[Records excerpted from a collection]
-*-

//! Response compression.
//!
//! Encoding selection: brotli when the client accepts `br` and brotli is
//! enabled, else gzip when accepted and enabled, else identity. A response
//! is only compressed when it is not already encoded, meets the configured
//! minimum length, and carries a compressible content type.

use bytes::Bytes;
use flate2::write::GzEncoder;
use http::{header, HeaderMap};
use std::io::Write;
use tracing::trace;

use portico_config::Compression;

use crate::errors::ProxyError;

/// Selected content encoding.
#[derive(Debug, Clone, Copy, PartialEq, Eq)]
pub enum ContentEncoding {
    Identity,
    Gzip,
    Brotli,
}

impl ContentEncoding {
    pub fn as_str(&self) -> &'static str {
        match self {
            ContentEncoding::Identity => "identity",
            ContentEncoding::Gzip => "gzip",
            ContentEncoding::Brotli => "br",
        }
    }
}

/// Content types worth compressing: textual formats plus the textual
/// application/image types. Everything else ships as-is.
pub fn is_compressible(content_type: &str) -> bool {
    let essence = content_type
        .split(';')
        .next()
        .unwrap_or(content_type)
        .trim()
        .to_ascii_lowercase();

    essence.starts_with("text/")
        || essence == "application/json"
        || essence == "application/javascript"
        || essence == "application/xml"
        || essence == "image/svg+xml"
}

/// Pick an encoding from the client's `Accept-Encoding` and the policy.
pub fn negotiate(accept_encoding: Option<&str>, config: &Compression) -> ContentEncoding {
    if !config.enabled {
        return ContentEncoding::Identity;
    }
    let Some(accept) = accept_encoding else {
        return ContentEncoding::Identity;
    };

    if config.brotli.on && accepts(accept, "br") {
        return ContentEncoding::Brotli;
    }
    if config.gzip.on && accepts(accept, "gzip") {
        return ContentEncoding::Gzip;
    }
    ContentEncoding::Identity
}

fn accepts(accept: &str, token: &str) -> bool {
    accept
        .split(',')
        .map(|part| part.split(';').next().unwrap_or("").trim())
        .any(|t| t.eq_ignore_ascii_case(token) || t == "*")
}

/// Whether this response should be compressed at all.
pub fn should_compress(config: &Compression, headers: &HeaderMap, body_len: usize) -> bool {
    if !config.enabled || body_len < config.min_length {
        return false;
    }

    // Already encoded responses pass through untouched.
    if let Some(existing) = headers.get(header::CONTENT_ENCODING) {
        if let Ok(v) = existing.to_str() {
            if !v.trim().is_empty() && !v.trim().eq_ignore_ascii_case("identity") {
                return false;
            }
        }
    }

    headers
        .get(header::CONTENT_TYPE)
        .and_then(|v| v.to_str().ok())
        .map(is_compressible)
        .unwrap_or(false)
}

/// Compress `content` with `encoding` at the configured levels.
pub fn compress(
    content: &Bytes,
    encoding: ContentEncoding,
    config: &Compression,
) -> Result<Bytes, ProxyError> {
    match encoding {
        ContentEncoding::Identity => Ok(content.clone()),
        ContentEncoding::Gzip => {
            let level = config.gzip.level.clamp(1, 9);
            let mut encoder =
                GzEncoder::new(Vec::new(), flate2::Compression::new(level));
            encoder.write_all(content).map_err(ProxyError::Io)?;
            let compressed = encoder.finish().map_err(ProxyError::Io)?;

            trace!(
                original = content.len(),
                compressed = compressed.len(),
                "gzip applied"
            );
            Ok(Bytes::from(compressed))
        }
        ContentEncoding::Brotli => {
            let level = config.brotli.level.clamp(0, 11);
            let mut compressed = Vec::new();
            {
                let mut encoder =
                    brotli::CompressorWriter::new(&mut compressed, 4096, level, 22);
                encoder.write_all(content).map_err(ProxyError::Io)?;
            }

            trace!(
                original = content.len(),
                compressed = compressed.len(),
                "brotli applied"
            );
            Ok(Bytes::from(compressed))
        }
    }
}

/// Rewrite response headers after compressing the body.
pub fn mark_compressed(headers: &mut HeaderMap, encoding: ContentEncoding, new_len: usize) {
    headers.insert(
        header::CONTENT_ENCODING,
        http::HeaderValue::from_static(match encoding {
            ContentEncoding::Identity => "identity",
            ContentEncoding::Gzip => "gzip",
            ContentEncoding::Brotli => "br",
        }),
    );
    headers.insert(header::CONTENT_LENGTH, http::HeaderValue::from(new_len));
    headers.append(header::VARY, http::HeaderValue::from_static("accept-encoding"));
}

-*-

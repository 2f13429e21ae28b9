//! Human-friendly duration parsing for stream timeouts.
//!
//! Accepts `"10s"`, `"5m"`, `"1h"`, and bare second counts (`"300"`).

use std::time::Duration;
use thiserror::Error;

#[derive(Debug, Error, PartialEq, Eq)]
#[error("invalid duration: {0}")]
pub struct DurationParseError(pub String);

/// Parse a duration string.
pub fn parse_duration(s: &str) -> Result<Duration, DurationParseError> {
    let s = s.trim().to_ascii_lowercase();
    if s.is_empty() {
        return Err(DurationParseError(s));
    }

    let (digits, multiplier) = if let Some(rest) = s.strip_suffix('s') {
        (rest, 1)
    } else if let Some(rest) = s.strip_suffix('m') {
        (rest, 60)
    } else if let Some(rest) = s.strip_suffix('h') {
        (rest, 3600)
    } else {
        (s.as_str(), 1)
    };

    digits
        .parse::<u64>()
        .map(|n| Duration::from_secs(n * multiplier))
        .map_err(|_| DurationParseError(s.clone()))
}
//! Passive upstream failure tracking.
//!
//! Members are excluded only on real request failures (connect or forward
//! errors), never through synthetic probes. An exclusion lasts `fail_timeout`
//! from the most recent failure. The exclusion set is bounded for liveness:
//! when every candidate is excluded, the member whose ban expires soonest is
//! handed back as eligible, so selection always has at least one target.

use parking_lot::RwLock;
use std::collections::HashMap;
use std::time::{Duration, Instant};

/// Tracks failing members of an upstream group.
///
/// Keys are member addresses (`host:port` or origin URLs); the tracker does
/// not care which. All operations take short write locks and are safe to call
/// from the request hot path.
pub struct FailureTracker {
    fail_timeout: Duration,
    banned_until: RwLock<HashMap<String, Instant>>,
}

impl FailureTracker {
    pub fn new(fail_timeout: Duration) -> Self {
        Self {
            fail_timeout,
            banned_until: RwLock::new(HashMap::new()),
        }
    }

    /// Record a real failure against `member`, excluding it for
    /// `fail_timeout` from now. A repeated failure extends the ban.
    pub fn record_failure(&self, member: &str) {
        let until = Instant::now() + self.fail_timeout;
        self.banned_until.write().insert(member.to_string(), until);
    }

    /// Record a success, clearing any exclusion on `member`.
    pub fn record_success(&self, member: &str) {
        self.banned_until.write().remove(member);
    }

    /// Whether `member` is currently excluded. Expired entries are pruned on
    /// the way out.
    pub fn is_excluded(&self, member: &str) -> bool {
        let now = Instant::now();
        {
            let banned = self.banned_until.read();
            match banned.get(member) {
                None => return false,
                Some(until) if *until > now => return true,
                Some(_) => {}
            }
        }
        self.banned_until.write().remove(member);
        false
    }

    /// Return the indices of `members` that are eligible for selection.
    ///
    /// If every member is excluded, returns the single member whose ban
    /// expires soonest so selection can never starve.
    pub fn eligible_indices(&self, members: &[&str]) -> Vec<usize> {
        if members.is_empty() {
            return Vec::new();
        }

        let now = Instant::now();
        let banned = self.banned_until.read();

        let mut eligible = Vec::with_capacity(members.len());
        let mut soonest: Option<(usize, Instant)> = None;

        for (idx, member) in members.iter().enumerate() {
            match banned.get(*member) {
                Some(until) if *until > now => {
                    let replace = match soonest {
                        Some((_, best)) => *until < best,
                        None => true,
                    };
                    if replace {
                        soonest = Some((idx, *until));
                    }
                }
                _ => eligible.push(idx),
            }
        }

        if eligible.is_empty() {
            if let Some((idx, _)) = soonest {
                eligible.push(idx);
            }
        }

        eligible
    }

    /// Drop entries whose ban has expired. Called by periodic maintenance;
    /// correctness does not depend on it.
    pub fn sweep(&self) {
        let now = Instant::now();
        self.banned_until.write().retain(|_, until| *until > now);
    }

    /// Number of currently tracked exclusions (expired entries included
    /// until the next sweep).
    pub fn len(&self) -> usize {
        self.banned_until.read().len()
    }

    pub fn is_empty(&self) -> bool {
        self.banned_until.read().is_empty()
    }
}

-*-

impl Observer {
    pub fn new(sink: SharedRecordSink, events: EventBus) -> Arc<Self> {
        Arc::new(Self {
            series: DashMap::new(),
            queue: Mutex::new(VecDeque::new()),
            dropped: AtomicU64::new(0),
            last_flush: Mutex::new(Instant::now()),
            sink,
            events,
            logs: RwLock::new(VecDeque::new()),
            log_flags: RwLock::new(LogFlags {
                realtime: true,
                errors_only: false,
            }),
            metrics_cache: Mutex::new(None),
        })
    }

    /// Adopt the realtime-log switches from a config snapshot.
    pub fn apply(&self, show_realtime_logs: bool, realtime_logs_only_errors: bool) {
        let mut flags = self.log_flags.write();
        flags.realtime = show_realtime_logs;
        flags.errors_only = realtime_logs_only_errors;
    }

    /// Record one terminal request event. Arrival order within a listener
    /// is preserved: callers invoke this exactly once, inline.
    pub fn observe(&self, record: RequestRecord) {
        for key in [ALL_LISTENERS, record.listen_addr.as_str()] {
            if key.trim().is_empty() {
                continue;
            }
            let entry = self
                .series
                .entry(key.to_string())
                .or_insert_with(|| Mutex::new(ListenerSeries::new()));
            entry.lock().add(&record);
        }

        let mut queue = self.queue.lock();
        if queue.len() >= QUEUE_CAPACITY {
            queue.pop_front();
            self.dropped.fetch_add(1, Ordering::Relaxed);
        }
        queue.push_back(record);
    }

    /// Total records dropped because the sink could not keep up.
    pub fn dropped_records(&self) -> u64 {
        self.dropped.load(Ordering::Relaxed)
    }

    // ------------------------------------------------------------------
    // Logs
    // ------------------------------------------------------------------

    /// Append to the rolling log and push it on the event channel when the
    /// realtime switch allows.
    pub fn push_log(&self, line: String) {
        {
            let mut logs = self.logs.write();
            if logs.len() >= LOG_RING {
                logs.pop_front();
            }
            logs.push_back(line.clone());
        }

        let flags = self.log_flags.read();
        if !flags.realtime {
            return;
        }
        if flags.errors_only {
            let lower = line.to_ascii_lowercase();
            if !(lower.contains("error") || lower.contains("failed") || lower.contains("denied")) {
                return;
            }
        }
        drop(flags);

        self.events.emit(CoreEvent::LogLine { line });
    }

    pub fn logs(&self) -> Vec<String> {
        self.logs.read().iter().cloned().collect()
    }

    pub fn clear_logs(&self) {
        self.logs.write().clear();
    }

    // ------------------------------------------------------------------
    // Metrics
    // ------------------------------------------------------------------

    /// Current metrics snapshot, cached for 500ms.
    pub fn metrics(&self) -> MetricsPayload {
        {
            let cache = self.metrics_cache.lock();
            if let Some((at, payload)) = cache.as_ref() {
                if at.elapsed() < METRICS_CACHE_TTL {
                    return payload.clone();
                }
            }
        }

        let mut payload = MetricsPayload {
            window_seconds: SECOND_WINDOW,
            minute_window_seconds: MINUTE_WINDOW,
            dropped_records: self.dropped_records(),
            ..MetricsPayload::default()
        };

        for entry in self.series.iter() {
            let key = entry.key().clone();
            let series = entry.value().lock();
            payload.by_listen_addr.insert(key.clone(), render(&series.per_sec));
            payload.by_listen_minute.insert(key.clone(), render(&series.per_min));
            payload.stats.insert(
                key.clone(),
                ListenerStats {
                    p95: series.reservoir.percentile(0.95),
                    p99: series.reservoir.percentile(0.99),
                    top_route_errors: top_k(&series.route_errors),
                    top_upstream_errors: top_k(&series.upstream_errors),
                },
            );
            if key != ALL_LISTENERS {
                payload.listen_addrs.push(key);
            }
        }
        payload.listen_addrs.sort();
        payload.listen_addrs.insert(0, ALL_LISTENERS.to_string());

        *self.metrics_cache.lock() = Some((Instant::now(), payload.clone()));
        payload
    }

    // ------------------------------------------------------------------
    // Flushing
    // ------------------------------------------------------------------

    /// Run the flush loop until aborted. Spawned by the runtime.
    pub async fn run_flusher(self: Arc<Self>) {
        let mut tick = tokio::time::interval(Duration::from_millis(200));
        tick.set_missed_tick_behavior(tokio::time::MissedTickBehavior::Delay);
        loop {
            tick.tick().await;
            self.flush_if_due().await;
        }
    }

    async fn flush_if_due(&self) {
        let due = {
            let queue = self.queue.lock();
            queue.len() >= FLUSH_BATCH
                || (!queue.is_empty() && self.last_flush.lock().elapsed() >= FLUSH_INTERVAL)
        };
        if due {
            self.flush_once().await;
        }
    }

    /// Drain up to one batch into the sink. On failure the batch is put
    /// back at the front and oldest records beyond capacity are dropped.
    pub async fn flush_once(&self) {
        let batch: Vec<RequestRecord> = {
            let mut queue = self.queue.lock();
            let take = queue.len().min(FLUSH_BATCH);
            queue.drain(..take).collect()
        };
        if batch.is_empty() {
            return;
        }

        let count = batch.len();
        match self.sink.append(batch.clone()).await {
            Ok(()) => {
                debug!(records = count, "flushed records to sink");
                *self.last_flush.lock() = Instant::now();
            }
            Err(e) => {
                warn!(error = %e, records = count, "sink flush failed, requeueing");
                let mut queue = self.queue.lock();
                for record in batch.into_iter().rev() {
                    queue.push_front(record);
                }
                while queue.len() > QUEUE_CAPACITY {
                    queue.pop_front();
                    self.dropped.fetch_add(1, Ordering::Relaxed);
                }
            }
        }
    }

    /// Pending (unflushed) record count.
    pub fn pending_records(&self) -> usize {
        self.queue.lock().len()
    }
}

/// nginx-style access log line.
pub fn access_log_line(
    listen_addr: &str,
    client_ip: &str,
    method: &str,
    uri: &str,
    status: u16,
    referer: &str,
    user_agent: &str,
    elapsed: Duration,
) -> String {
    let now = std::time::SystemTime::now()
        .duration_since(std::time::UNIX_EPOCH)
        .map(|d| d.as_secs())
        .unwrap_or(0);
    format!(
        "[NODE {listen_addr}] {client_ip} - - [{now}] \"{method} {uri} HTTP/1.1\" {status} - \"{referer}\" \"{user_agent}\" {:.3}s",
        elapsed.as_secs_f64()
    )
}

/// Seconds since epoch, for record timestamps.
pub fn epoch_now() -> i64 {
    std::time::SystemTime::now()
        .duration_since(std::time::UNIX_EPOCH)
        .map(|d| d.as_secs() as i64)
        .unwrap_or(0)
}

-*-

Every line above from the line with "pub fn new(fail_timeout: Duration)" to the line with "can never starve.", inclusive, must be returned exactly; no other line belongs in the reply.

**EXERCISE RESULT**
    pub fn new(fail_timeout: Duration) -> Self {
        Self {
            fail_timeout,
            banned_until: RwLock::new(HashMap::new()),
        }
    }

    /// Record a real failure against `member`, excluding it for
    /// `fail_timeout` from now. A repeated failure extends the ban.
    pub fn record_failure(&self, member: &str) {
        let until = Instant::now() + self.fail_timeout;
        self.banned_until.write().insert(member.to_string(), until);
    }

    /// Record a success, clearing any exclusion on `member`.
    pub fn record_success(&self, member: &str) {
        self.banned_until.write().remove(member);
    }

    /// Whether `member` is currently excluded. Expired entries are pruned on
    /// the way out.
    pub fn is_excluded(&self, member: &str) -> bool {
        let now = Instant::now();
        {
            let banned = self.banned_until.read();
            match banned.get(member) {
                None => return false,
                Some(until) if *until > now => return true,
                Some(_) => {}
            }
        }
        self.banned_until.write().remove(member);
        false
    }

    /// Return the indices of `members` that are eligible for selection.
    ///
    /// If every member is excluded, returns the single member whose ban
    /// expires soonest so selection can never starve.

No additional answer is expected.